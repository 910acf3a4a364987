// Copyright (C) 2026 Fred Clausen
// Use of this source code is governed by an MIT-style
// license that can be found in the LICENSE file or at
// https://opensource.org/licenses/MIT.

#![deny(
    clippy::pedantic,
    clippy::cargo,
    clippy::nursery,
    clippy::style,
    clippy::correctness,
    clippy::all,
    clippy::suspicious,
    clippy::complexity,
    clippy::perf,
    clippy::unwrap_used,
    clippy::expect_used
)]
#![allow(clippy::multiple_crate_versions)]

mod availability;
mod business_hours;
mod error;
mod schedule;
mod types;
mod validation;
mod workload;

#[cfg(test)]
mod tests;

pub use availability::{
    Availability, AvailabilitySnapshot, BusinessClock, DEFAULT_LOOKAHEAD_DAYS, UnavailableReason,
    availability_snapshot, is_available_now, is_working_now, next_availability,
};
pub use business_hours::BusinessHours;
pub use error::DomainError;
pub use schedule::{
    DAYS_PER_WEEK, DayOff, DaySchedule, DaysOff, ScheduleTime, WorkSchedule, parse_day_off_date,
    weekday_index,
};
pub use types::{
    Contact, ConversationId, DEFAULT_MAX_CLIENTS, DEFAULT_RATING, Seller, SellerId, SellerStatus,
    Specialty,
};
pub use validation::{validate_max_clients, validate_rating, validate_seller_name};
pub use workload::WorkloadEntry;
****************************************
Check each line of the entries for the word "clippy". State how many lines hold it, and write nothing else.

12